Though there is no cure, there is a growing range of treatments available to help stop the disease progression, lessen pain, protect joints and preserve range of motion. If you have or suspect you may have PsA, it is extremely important to work with a rheumatologist (a doctor who specializes in how the immune system affects joints, bone and muscles) to find the right treatment plan. For help finding a rheumatologist near you, contact the Patient Navigation Center.
Early recognition, diagnosis and treatment of PsA can prevent or limit the extensive joint damage that can occur in later stages of the disease.
Symptoms of PsA
PsA can develop slowly, with mild symptoms, or it can develop quickly and severely. Some people may develop PsA in a joint after an injury. Development may also be related to genetics. Scientists estimate that at least 10 percent of the general population inherits one or more of the genes that create a predisposition to psoriasis.

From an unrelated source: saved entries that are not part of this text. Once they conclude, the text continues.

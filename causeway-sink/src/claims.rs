//! Exclusive partition claims shared across sink endpoints.
//!
//! A partition-filtered receiver gets its partition exclusively; a second
//! attach for the same topic partition is refused until the first endpoint
//! releases it.

use std::collections::HashSet;
use std::sync::{Arc, Mutex};

use causeway_core::TopicPartition;
use tracing::debug;

/// Registry of topic partitions currently held by a receiver.
///
/// Cheap to clone; all clones share the same registry.
#[derive(Debug, Clone, Default)]
pub struct PartitionClaims {
    claimed: Arc<Mutex<HashSet<TopicPartition>>>,
}

impl PartitionClaims {
    /// Creates an empty registry.
    #[must_use]
    pub fn new() -> Self {
        Self::default()
    }

    /// Claims a partition exclusively. Returns false when it is already held.
    #[must_use]
    pub fn try_claim(&self, tp: &TopicPartition) -> bool {
        let mut claimed = self.claimed.lock().unwrap_or_else(|e| e.into_inner());
        let acquired = claimed.insert(tp.clone());
        debug!(%tp, acquired, "partition claim attempt");
        acquired
    }

    /// Releases a previously claimed partition. Releasing an unclaimed
    /// partition is a no-op.
    pub fn release(&self, tp: &TopicPartition) {
        let mut claimed = self.claimed.lock().unwrap_or_else(|e| e.into_inner());
        if claimed.remove(tp) {
            debug!(%tp, "partition claim released");
        }
    }

    /// Whether the partition is currently held.
    #[must_use]
    pub fn is_claimed(&self, tp: &TopicPartition) -> bool {
        self.claimed
            .lock()
            .unwrap_or_else(|e| e.into_inner())
            .contains(tp)
    }
}

#[cfg(test)]
mod tests {
    use super::*;
    use causeway_core::PartitionId;

    fn tp(partition: u64) -> TopicPartition {
        TopicPartition::new("my_topic".to_string(), PartitionId::new(partition))
    }

    #[test]
    fn test_claim_is_exclusive() {
        let claims = PartitionClaims::new();
        assert!(claims.try_claim(&tp(0)));
        assert!(!claims.try_claim(&tp(0)));
        assert!(claims.try_claim(&tp(1)));
    }

    #[test]
    fn test_release_frees_claim() {
        let claims = PartitionClaims::new();
        assert!(claims.try_claim(&tp(0)));
        claims.release(&tp(0));
        assert!(!claims.is_claimed(&tp(0)));
        assert!(claims.try_claim(&tp(0)));
    }

    #[test]
    fn test_clones_share_registry() {
        let claims = PartitionClaims::new();
        let other = claims.clone();
        assert!(claims.try_claim(&tp(3)));
        assert!(!other.try_claim(&tp(3)));
    }

    #[test]
    fn test_release_unclaimed_is_noop() {
        let claims = PartitionClaims::new();
        claims.release(&tp(9));
        assert!(!claims.is_claimed(&tp(9)));
    }
}
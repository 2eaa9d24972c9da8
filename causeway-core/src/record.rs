//! Log record type as delivered by the broker consumer.
//!
//! A record is the unit the sink endpoint converts and forwards: the tuple
//! `(topic, partition, offset, key, value)` read from one partition of the
//! log. Offsets are assigned by the broker and are gap-free per partition.

use bytes::Bytes;

use crate::types::{Offset, PartitionId, TopicPartition};

/// A single record read from the log.
#[derive(Debug, Clone, PartialEq, Eq)]
pub struct Record {
    /// Topic the record was read from.
    pub topic: String,
    /// Partition within the topic.
    pub partition: PartitionId,
    /// Offset within the partition (broker-assigned).
    pub offset: Offset,
    /// Optional record key.
    pub key: Option<Bytes>,
    /// Record payload.
    pub value: Bytes,
}

impl Record {
    /// Creates a new record.
    #[must_use]
    pub fn new(
        topic: impl Into<String>,
        partition: PartitionId,
        offset: Offset,
        key: Option<Bytes>,
        value: impl Into<Bytes>,
    ) -> Self {
        Self {
            topic: topic.into(),
            partition,
            offset,
            key,
            value: value.into(),
        }
    }

    /// Returns the topic-partition this record belongs to.
    #[must_use]
    pub fn topic_partition(&self) -> TopicPartition {
        TopicPartition::new(self.topic.clone(), self.partition)
    }
}
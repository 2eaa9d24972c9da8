//! Record-to-message conversion and converter resolution.
//!
//! The bridge converts each fetched record into an outbound AMQP message
//! through a [`MessageConverter`]. Which converter runs is configured by
//! name and resolved at attach time from a [`ConverterRegistry`]; resolution
//! failures detach the link with a `configuration` condition.

use std::any::Any;
use std::collections::HashMap;

use causeway_core::Record;

use crate::error::ConfigurationError;
use crate::link::{
    AmqpMessage, AmqpValue, AMQP_OFFSET_ANNOTATION, AMQP_PARTITION_ANNOTATION,
    AMQP_TOPIC_ANNOTATION,
};

/// What to do with a record no converter can handle.
#[derive(Debug, Clone, Copy, PartialEq, Eq, Default)]
pub enum UnprocessablePolicy {
    /// Detach the link with a `conversion` condition.
    #[default]
    Halt,
    /// Log the record and carry on without delivering it.
    Drop,
}

/// Converts fetched records into outbound AMQP messages.
pub trait MessageConverter: Send {
    /// Converts one record. Returns `None` when the record cannot be
    /// represented; the configured [`UnprocessablePolicy`] decides what
    /// happens then.
    fn to_message(&self, record: &Record) -> Option<AmqpMessage>;
}

/// The stock converter: the record value becomes the message body, and the
/// source coordinates are carried as message annotations.
#[derive(Debug, Clone, Copy, Default)]
pub struct DefaultConverter;

impl MessageConverter for DefaultConverter {
    #[allow(clippy::cast_possible_wrap)]
    fn to_message(&self, record: &Record) -> Option<AmqpMessage> {
        let mut message = AmqpMessage::new(record.value.clone());
        message.annotate(
            AMQP_TOPIC_ANNOTATION,
            AmqpValue::Str(record.topic.clone()),
        );
        message.annotate(
            AMQP_PARTITION_ANNOTATION,
            AmqpValue::Int(record.partition.get() as i32),
        );
        message.annotate(
            AMQP_OFFSET_ANNOTATION,
            AmqpValue::Long(record.offset.get() as i64),
        );
        Some(message)
    }
}

type ConverterFactory = Box<dyn Fn() -> Option<Box<dyn Any + Send>> + Send + Sync>;

/// Named converter factories, resolved at attach time.
///
/// Factories produce type-erased values so misregistrations surface as
/// resolution errors rather than silently wrong conversions: a factory
/// whose product is not a boxed [`MessageConverter`] fails resolution
/// with a distinct error.
#[derive(Default)]
pub struct ConverterRegistry {
    factories: HashMap<String, ConverterFactory>,
}

impl ConverterRegistry {
    /// Creates a registry with the stock converter registered under
    /// `"default"`.
    #[must_use]
    pub fn new() -> Self {
        let mut registry = Self {
            factories: HashMap::new(),
        };
        registry.register::<DefaultConverter>("default");
        registry
    }

    /// Registers a converter type under a name, replacing any previous
    /// registration.
    pub fn register<C: MessageConverter + Default + 'static>(&mut self, name: &str) {
        self.factories.insert(
            name.to_string(),
            Box::new(|| {
                let converter: Box<dyn MessageConverter> = Box::new(C::default());
                Some(Box::new(converter))
            }),
        );
    }

    /// Registers a raw factory producing an arbitrary value. Resolution
    /// fails with `NotExpectedType` unless the value is a boxed
    /// [`MessageConverter`].
    pub fn register_raw(&mut self, name: &str, factory: ConverterFactory) {
        self.factories.insert(name.to_string(), factory);
    }

    /// Resolves the converter configured under `name`.
    ///
    /// # Errors
    ///
    /// Returns [`ConfigurationError::NotInstantiable`] when no factory is
    /// registered under the name or the factory fails, and
    /// [`ConfigurationError::NotExpectedType`] when the factory's product
    /// is not a message converter.
    pub fn resolve(&self, name: &str) -> Result<Box<dyn MessageConverter>, ConfigurationError> {
        let factory = self
            .factories
            .get(name)
            .ok_or_else(|| ConfigurationError::NotInstantiable {
                name: name.to_string(),
            })?;
        let instance = factory().ok_or_else(|| ConfigurationError::NotInstantiable {
            name: name.to_string(),
        })?;
        instance
            .downcast::<Box<dyn MessageConverter>>()
            .map(|boxed| *boxed)
            .map_err(|_| ConfigurationError::NotExpectedType {
                name: name.to_string(),
            })
    }
}

impl std::fmt::Debug for dyn MessageConverter {
    fn fmt(&self, f: &mut std::fmt::Formatter<'_>) -> std::fmt::Result {
        f.write_str("dyn MessageConverter")
    }
}

impl std::fmt::Debug for ConverterRegistry {
    fn fmt(&self, f: &mut std::fmt::Formatter<'_>) -> std::fmt::Result {
        f.debug_struct("ConverterRegistry")
            .field("names", &self.factories.keys().collect::<Vec<_>>())
            .finish()
    }
}
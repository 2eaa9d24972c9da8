//! The AMQP sender side of the bridge: messages, dispositions and the
//! link abstraction the endpoint sends on.
//!
//! The endpoint never talks to a concrete AMQP stack. It drives an
//! [`AmqpLink`], which a transport layer implements over its connection
//! handling; tests implement it with an in-memory recorder.

use bytes::Bytes;
use causeway_core::{Offset, PartitionId};

use crate::error::ErrorCondition;

/// Message annotation carrying the source topic.
pub const AMQP_TOPIC_ANNOTATION: &str = "x-opt-bridge.topic";
/// Message annotation carrying the source partition.
pub const AMQP_PARTITION_ANNOTATION: &str = "x-opt-bridge.partition";
/// Message annotation carrying the source offset.
pub const AMQP_OFFSET_ANNOTATION: &str = "x-opt-bridge.offset";

/// A typed AMQP primitive value, as carried in filter maps and annotations.
#[derive(Debug, Clone, PartialEq, Eq)]
pub enum AmqpValue {
    /// An AMQP string.
    Str(String),
    /// An AMQP 32-bit signed integer.
    Int(i32),
    /// An AMQP 64-bit signed integer.
    Long(i64),
}

/// An outbound AMQP message: annotations plus an opaque body.
#[derive(Debug, Clone, PartialEq, Eq)]
pub struct AmqpMessage {
    annotations: Vec<(String, AmqpValue)>,
    body: Bytes,
}

impl AmqpMessage {
    /// Creates a message with the given body and no annotations.
    #[must_use]
    pub fn new(body: Bytes) -> Self {
        Self {
            annotations: Vec::new(),
            body,
        }
    }

    /// Adds a message annotation. Later values for the same key win on read.
    pub fn annotate(&mut self, key: &str, value: AmqpValue) {
        self.annotations.push((key.to_string(), value));
    }

    /// Looks up an annotation by key.
    #[must_use]
    pub fn annotation(&self, key: &str) -> Option<&AmqpValue> {
        self.annotations
            .iter()
            .rev()
            .find_map(|(k, v)| (k == key).then_some(v))
    }

    /// The message body.
    #[must_use]
    pub fn body(&self) -> &Bytes {
        &self.body
    }
}

/// Delivery tag identifying an unsettled send, formatted `<partition>_<offset>`.
#[derive(Debug, Clone, PartialEq, Eq, Hash)]
pub struct DeliveryTag(Bytes);

impl DeliveryTag {
    /// Builds the tag for a record at the given coordinates.
    #[must_use]
    pub fn for_record(partition: PartitionId, offset: Offset) -> Self {
        Self(Bytes::from(format!("{partition}_{offset}")))
    }

    /// The raw tag bytes.
    #[must_use]
    pub fn as_bytes(&self) -> &Bytes {
        &self.0
    }
}

/// Receiver's verdict on an unsettled delivery.
#[derive(Debug, Clone, Copy, PartialEq, Eq)]
pub enum Disposition {
    /// The receiver accepted the delivery.
    Accepted,
    /// The receiver rejected the delivery as invalid.
    Rejected,
    /// The receiver released the delivery without processing it.
    Released,
}

/// Delivery guarantee of an attached link.
#[derive(Debug, Clone, Copy, PartialEq, Eq)]
pub enum Qos {
    /// Presettled deliveries, offsets committed as soon as records are read.
    AtMostOnce,
    /// Unsettled deliveries, offsets committed only after acceptance.
    AtLeastOnce,
}

/// The sender link a sink endpoint streams on.
pub trait AmqpLink: Send {
    /// Link credit currently granted by the receiver.
    fn credit(&self) -> u32;

    /// Sends a presettled message (at-most-once).
    fn send(&mut self, tag: DeliveryTag, message: AmqpMessage);

    /// Sends an unsettled message whose disposition will arrive later.
    fn send_unsettled(&mut self, tag: DeliveryTag, message: AmqpMessage);

    /// Detaches the link, with an error condition when closing abnormally.
    fn detach(&mut self, condition: Option<ErrorCondition>);
}

#[cfg(test)]
mod tests {
    use super::*;

    #[test]
    fn test_delivery_tag_format() {
        let tag = DeliveryTag::for_record(PartitionId::new(3), Offset::new(41));
        assert_eq!(tag.as_bytes().as_ref(), b"3_41");
    }

    #[test]
    fn test_annotation_lookup() {
        let mut message = AmqpMessage::new(Bytes::from_static(b"hello"));
        message.annotate(AMQP_TOPIC_ANNOTATION, AmqpValue::Str("t".to_string()));
        message.annotate(AMQP_PARTITION_ANNOTATION, AmqpValue::Int(0));
        message.annotate(AMQP_OFFSET_ANNOTATION, AmqpValue::Long(7));

        assert_eq!(
            message.annotation(AMQP_OFFSET_ANNOTATION),
            Some(&AmqpValue::Long(7))
        );
        assert_eq!(message.annotation("x-opt-missing"), None);
    }

    #[test]
    fn test_latest_annotation_wins() {
        let mut message = AmqpMessage::new(Bytes::new());
        message.annotate("k", AmqpValue::Int(1));
        message.annotate("k", AmqpValue::Int(2));
        assert_eq!(message.annotation("k"), Some(&AmqpValue::Int(2)));
    }
}
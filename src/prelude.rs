//! # protoscope Prelude
//!
//! This module provides a convenient prelude for the most commonly used types of the library.
//! Import it to get quick access to everything needed to describe host symbols and validate
//! them.

// ================================================================================================
// Core Types and Error Handling
// ================================================================================================

/// The main error type for all protoscope operations
pub use crate::Error;

/// The result type used throughout protoscope
pub use crate::Result;

// ================================================================================================
// Host Model
// ================================================================================================

/// Symbol identity and locations
pub use crate::metadata::{location::Location, token::Token};

/// Attribute applications and argument lookup
pub use crate::metadata::customattributes::{
    find_argument, get_bool, get_i32, get_string, get_type, AttributeArgument, AttributeInstance,
    FixedArgument, NamedArgument, TypeRef,
};

/// Type declarations handed over by the host
pub use crate::metadata::symbols::{BaseType, Constructor, MemberSymbol, Symbol, TypeDeclaration};

// ================================================================================================
// Validation
// ================================================================================================

/// Driver, per-type context and configuration
pub use crate::metadata::validation::{
    Anchor, AttributeKind, ContractAnalyzer, ContractFlags, TypeValidationContext,
    ValidationConfig,
};

/// Diagnostic catalog
pub use crate::metadata::validation::{Rule, RuleDescriptor};

/// Findings
pub use crate::metadata::diagnostics::{
    Diagnostic, DiagnosticCategory, DiagnosticSeverity, Diagnostics,
};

- Tenderness, pain and swelling over tendons
- Swollen fingers and toes that sometimes resemble sausages
- Stiffness, pain, throbbing, swelling and tenderness in one or more joints
- Reduced range of motion
- Morning stiffness and tiredness
- Nail changes, such as pitting or separation from the nail bed
- Redness and pain of the eye (uveitis)
- There is little connection between psoriasis severity and PsA severity. You could have few skin lesions but many joints affected by arthritis.